Problem to solve: Here are some entries. Print them exactly as they are.
------------------------------------------------------------
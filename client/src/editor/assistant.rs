use log::{debug, error, info};

use crate::{
    assistant::sentinel,
    model::{AssistAction, AssistRequest, Language},
    service::CodeRunnerServiceTrait,
};

use super::Theme;

pub const NOTHING_TO_DO: &str = "No code or language provided.";

/// What the editor hands over when opening an assistant view. Any field may
/// be missing when the view is reached directly.
#[derive(Debug, Clone, Default, PartialEq)]
pub struct NavigationState {
    pub code: Option<String>,
    pub language: Option<Language>,
    pub theme: Option<Theme>,
    pub output: Option<String>,
}

#[derive(Debug, Clone, PartialEq)]
pub enum ViewState {
    /// Code or language is missing, nothing will be requested
    NothingToDo,
    Loading(AssistRequest),
    Loaded(String),
}

#[derive(Debug, Clone, Copy, PartialEq, Eq)]
pub enum BackAction {
    /// Return to the landing page
    Home,
    /// Return to the page the view was opened from
    Previous,
}

#[derive(Debug, Clone)]
pub struct AssistantView {
    action: AssistAction,
    theme: Theme,
    state: ViewState,
}

impl AssistantView {
    pub fn open(action: AssistAction, navigation: NavigationState) -> Self {
        let theme = navigation.theme.unwrap_or_default();
        let state = match (navigation.code, navigation.language) {
            (Some(code), Some(language)) if !code.is_empty() => {
                let mut request = AssistRequest::new(action, language, code);
                request.output = navigation.output;
                ViewState::Loading(request)
            }
            _ => {
                info!("Nothing to {}: no code or language provided", action);
                ViewState::NothingToDo
            }
        };

        AssistantView {
            action,
            theme,
            state,
        }
    }

    pub fn action(&self) -> AssistAction {
        self.action
    }

    pub fn theme(&self) -> Theme {
        self.theme
    }

    pub fn state(&self) -> &ViewState {
        &self.state
    }

    pub fn is_loading(&self) -> bool {
        matches!(self.state, ViewState::Loading(_))
    }

    pub fn title(&self) -> &'static str {
        match self.action {
            AssistAction::Explain => "Code Explanation",
            AssistAction::Fix => "Fixed Code",
            AssistAction::Optimize => "Optimized Code",
        }
    }

    pub fn loading_text(&self) -> &'static str {
        match self.action {
            AssistAction::Explain => "Loading AI explanation...",
            AssistAction::Fix => "Loading AI fixed code...",
            AssistAction::Optimize => "Loading AI optimized code...",
        }
    }

    /// The text currently displayed by the view
    pub fn text(&self) -> &str {
        match &self.state {
            ViewState::NothingToDo => NOTHING_TO_DO,
            ViewState::Loading(_) => self.loading_text(),
            ViewState::Loaded(text) => text,
        }
    }

    pub fn back_action(&self) -> BackAction {
        match self.state {
            ViewState::NothingToDo => BackAction::Home,
            _ => BackAction::Previous,
        }
    }

    /// Issue the assistant request of a loading view. Views in any other
    /// state are left untouched.
    pub async fn load(&mut self, service: &dyn CodeRunnerServiceTrait) -> &str {
        if let ViewState::Loading(request) = &self.state {
            debug!("Loading {} view", self.action);
            let text = match service.assist(request.clone()).await {
                Ok(result) => result.into_text(),
                Err(e) => {
                    error!("Error while requesting {}: {:?}", self.action, e);
                    sentinel(self.action).to_string()
                }
            };
            self.state = ViewState::Loaded(text);
        }

        self.text()
    }
}

#[cfg(test)]
mod tests {
    use super::*;
    use crate::{
        assistant::{EXPLAIN_ERROR, FIX_ERROR},
        model::AssistResult,
        service::MockCodeRunnerServiceTrait,
        ClientError,
    };

    fn navigation(code: &str, language: Language) -> NavigationState {
        NavigationState {
            code: Some(code.to_string()),
            language: Some(language),
            theme: None,
            output: Some("Traceback".to_string()),
        }
    }

    #[tokio::test]
    async fn test_missing_state_never_requests() {
        let mut mock_service = MockCodeRunnerServiceTrait::new();
        mock_service.expect_assist().never();

        let mut view = AssistantView::open(AssistAction::Explain, NavigationState::default());
        assert_eq!(view.state(), &ViewState::NothingToDo);
        assert_eq!(view.back_action(), BackAction::Home);

        assert_eq!(view.load(&mock_service).await, NOTHING_TO_DO);
    }

    #[tokio::test]
    async fn test_missing_language_or_empty_code_never_requests() {
        let mut mock_service = MockCodeRunnerServiceTrait::new();
        mock_service.expect_assist().never();

        let mut without_language = AssistantView::open(
            AssistAction::Fix,
            NavigationState {
                code: Some("print(x)".to_string()),
                ..Default::default()
            },
        );
        let mut empty_code = AssistantView::open(
            AssistAction::Fix,
            navigation("", Language::Python),
        );

        assert_eq!(without_language.load(&mock_service).await, NOTHING_TO_DO);
        assert_eq!(empty_code.load(&mock_service).await, NOTHING_TO_DO);
    }

    #[test]
    fn test_open_view_is_loading() {
        let view = AssistantView::open(AssistAction::Optimize, navigation("x", Language::Cpp));

        assert!(view.is_loading());
        assert_eq!(view.text(), "Loading AI optimized code...");
        assert_eq!(view.title(), "Optimized Code");
        assert_eq!(view.theme(), Theme::Dark);
        assert_eq!(view.back_action(), BackAction::Previous);
    }

    #[tokio::test]
    async fn test_explain_displays_explanation() {
        let mut mock_service = MockCodeRunnerServiceTrait::new();
        mock_service
            .expect_assist()
            .withf(|request| {
                request.action == AssistAction::Explain
                    && request.language == Language::Java
                    && request.code == "class A {}"
            })
            .once()
            .returning(|_| Ok(AssistResult::Explanation("## A class".to_string())));

        let mut view = AssistantView::open(
            AssistAction::Explain,
            navigation("class A {}", Language::Java),
        );

        assert_eq!(view.load(&mock_service).await, "## A class");
        assert!(!view.is_loading());
    }

    #[tokio::test]
    async fn test_fix_sends_last_output() {
        let mut mock_service = MockCodeRunnerServiceTrait::new();
        mock_service
            .expect_assist()
            .withf(|request| request.output.as_deref() == Some("Traceback"))
            .once()
            .returning(|_| Ok(AssistResult::FixedCode("print(1)".to_string())));

        let mut view = AssistantView::open(
            AssistAction::Fix,
            navigation("print(x)", Language::Python),
        );

        assert_eq!(view.load(&mock_service).await, "print(1)");
    }

    #[tokio::test]
    async fn test_failure_displays_action_sentinel() {
        let mut mock_service = MockCodeRunnerServiceTrait::new();
        mock_service
            .expect_assist()
            .times(2)
            .returning(|_| Err(ClientError::NullBody));

        let mut explain = AssistantView::open(AssistAction::Explain, navigation("x", Language::Js));
        let mut fix = AssistantView::open(AssistAction::Fix, navigation("x", Language::Js));

        assert_eq!(explain.load(&mock_service).await, EXPLAIN_ERROR);
        assert_eq!(fix.load(&mock_service).await, FIX_ERROR);
    }

    #[tokio::test]
    async fn test_loaded_view_is_not_requested_again() {
        let mut mock_service = MockCodeRunnerServiceTrait::new();
        mock_service
            .expect_assist()
            .once()
            .returning(|_| Ok(AssistResult::Explanation("done".to_string())));

        let mut view = AssistantView::open(AssistAction::Explain, navigation("x", Language::Js));
        view.load(&mock_service).await;

        assert_eq!(view.load(&mock_service).await, "done");
    }
}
------------------------------------------------------------
Answer below:
filename client/src/editor/assistant.rs
use log::{debug, error, info};

use crate::{
    assistant::sentinel,
    model::{AssistAction, AssistRequest, Language},
    service::CodeRunnerServiceTrait,
};

use super::Theme;

pub const NOTHING_TO_DO: &str = "No code or language provided.";

/// What the editor hands over when opening an assistant view. Any field may
/// be missing when the view is reached directly.
#[derive(Debug, Clone, Default, PartialEq)]
pub struct NavigationState {
    pub code: Option<String>,
    pub language: Option<Language>,
    pub theme: Option<Theme>,
    pub output: Option<String>,
}

#[derive(Debug, Clone, PartialEq)]
pub enum ViewState {
    /// Code or language is missing, nothing will be requested
    NothingToDo,
    Loading(AssistRequest),
    Loaded(String),
}

#[derive(Debug, Clone, Copy, PartialEq, Eq)]
pub enum BackAction {
    /// Return to the landing page
    Home,
    /// Return to the page the view was opened from
    Previous,
}

#[derive(Debug, Clone)]
pub struct AssistantView {
    action: AssistAction,
    theme: Theme,
    state: ViewState,
}

impl AssistantView {
    pub fn open(action: AssistAction, navigation: NavigationState) -> Self {
        let theme = navigation.theme.unwrap_or_default();
        let state = match (navigation.code, navigation.language) {
            (Some(code), Some(language)) if !code.is_empty() => {
                let mut request = AssistRequest::new(action, language, code);
                request.output = navigation.output;
                ViewState::Loading(request)
            }
            _ => {
                info!("Nothing to {}: no code or language provided", action);
                ViewState::NothingToDo
            }
        };

        AssistantView {
            action,
            theme,
            state,
        }
    }

    pub fn action(&self) -> AssistAction {
        self.action
    }

    pub fn theme(&self) -> Theme {
        self.theme
    }

    pub fn state(&self) -> &ViewState {
        &self.state
    }

    pub fn is_loading(&self) -> bool {
        matches!(self.state, ViewState::Loading(_))
    }

    pub fn title(&self) -> &'static str {
        match self.action {
            AssistAction::Explain => "Code Explanation",
            AssistAction::Fix => "Fixed Code",
            AssistAction::Optimize => "Optimized Code",
        }
    }

    pub fn loading_text(&self) -> &'static str {
        match self.action {
            AssistAction::Explain => "Loading AI explanation...",
            AssistAction::Fix => "Loading AI fixed code...",
            AssistAction::Optimize => "Loading AI optimized code...",
        }
    }

    /// The text currently displayed by the view
    pub fn text(&self) -> &str {
        match &self.state {
            ViewState::NothingToDo => NOTHING_TO_DO,
            ViewState::Loading(_) => self.loading_text(),
            ViewState::Loaded(text) => text,
        }
    }

    pub fn back_action(&self) -> BackAction {
        match self.state {
            ViewState::NothingToDo => BackAction::Home,
            _ => BackAction::Previous,
        }
    }

    /// Issue the assistant request of a loading view. Views in any other
    /// state are left untouched.
    pub async fn load(&mut self, service: &dyn CodeRunnerServiceTrait) -> &str {
        if let ViewState::Loading(request) = &self.state {
            debug!("Loading {} view", self.action);
            let text = match service.assist(request.clone()).await {
                Ok(result) => result.into_text(),
                Err(e) => {
                    error!("Error while requesting {}: {:?}", self.action, e);
                    sentinel(self.action).to_string()
                }
            };
            self.state = ViewState::Loaded(text);
        }

        self.text()
    }
}

#[cfg(test)]
mod tests {
    use super::*;
    use crate::{
        assistant::{EXPLAIN_ERROR, FIX_ERROR},
        model::AssistResult,
        service::MockCodeRunnerServiceTrait,
        ClientError,
    };

    fn navigation(code: &str, language: Language) -> NavigationState {
        NavigationState {
            code: Some(code.to_string()),
            language: Some(language),
            theme: None,
            output: Some("Traceback".to_string()),
        }
    }

    #[tokio::test]
    async fn test_missing_state_never_requests() {
        let mut mock_service = MockCodeRunnerServiceTrait::new();
        mock_service.expect_assist().never();

        let mut view = AssistantView::open(AssistAction::Explain, NavigationState::default());
        assert_eq!(view.state(), &ViewState::NothingToDo);
        assert_eq!(view.back_action(), BackAction::Home);

        assert_eq!(view.load(&mock_service).await, NOTHING_TO_DO);
    }

    #[tokio::test]
    async fn test_missing_language_or_empty_code_never_requests() {
        let mut mock_service = MockCodeRunnerServiceTrait::new();
        mock_service.expect_assist().never();

        let mut without_language = AssistantView::open(
            AssistAction::Fix,
            NavigationState {
                code: Some("print(x)".to_string()),
                ..Default::default()
            },
        );
        let mut empty_code = AssistantView::open(
            AssistAction::Fix,
            navigation("", Language::Python),
        );

        assert_eq!(without_language.load(&mock_service).await, NOTHING_TO_DO);
        assert_eq!(empty_code.load(&mock_service).await, NOTHING_TO_DO);
    }

    #[test]
    fn test_open_view_is_loading() {
        let view = AssistantView::open(AssistAction::Optimize, navigation("x", Language::Cpp));

        assert!(view.is_loading());
        assert_eq!(view.text(), "Loading AI optimized code...");
        assert_eq!(view.title(), "Optimized Code");
        assert_eq!(view.theme(), Theme::Dark);
        assert_eq!(view.back_action(), BackAction::Previous);
    }

    #[tokio::test]
    async fn test_explain_displays_explanation() {
        let mut mock_service = MockCodeRunnerServiceTrait::new();
        mock_service
            .expect_assist()
            .withf(|request| {
                request.action == AssistAction::Explain
                    && request.language == Language::Java
                    && request.code == "class A {}"
            })
            .once()
            .returning(|_| Ok(AssistResult::Explanation("## A class".to_string())));

        let mut view = AssistantView::open(
            AssistAction::Explain,
            navigation("class A {}", Language::Java),
        );

        assert_eq!(view.load(&mock_service).await, "## A class");
        assert!(!view.is_loading());
    }

    #[tokio::test]
    async fn test_fix_sends_last_output() {
        let mut mock_service = MockCodeRunnerServiceTrait::new();
        mock_service
            .expect_assist()
            .withf(|request| request.output.as_deref() == Some("Traceback"))
            .once()
            .returning(|_| Ok(AssistResult::FixedCode("print(1)".to_string())));

        let mut view = AssistantView::open(
            AssistAction::Fix,
            navigation("print(x)", Language::Python),
        );

        assert_eq!(view.load(&mock_service).await, "print(1)");
    }

    #[tokio::test]
    async fn test_failure_displays_action_sentinel() {
        let mut mock_service = MockCodeRunnerServiceTrait::new();
        mock_service
            .expect_assist()
            .times(2)
            .returning(|_| Err(ClientError::NullBody));

        let mut explain = AssistantView::open(AssistAction::Explain, navigation("x", Language::Js));
        let mut fix = AssistantView::open(AssistAction::Fix, navigation("x", Language::Js));

        assert_eq!(explain.load(&mock_service).await, EXPLAIN_ERROR);
        assert_eq!(fix.load(&mock_service).await, FIX_ERROR);
    }

    #[tokio::test]
    async fn test_loaded_view_is_not_requested_again() {
        let mut mock_service = MockCodeRunnerServiceTrait::new();
        mock_service
            .expect_assist()
            .once()
            .returning(|_| Ok(AssistResult::Explanation("done".to_string())));

        let mut view = AssistantView::open(AssistAction::Explain, navigation("x", Language::Js));
        view.load(&mock_service).await;

        assert_eq!(view.load(&mock_service).await, "done");
    }
}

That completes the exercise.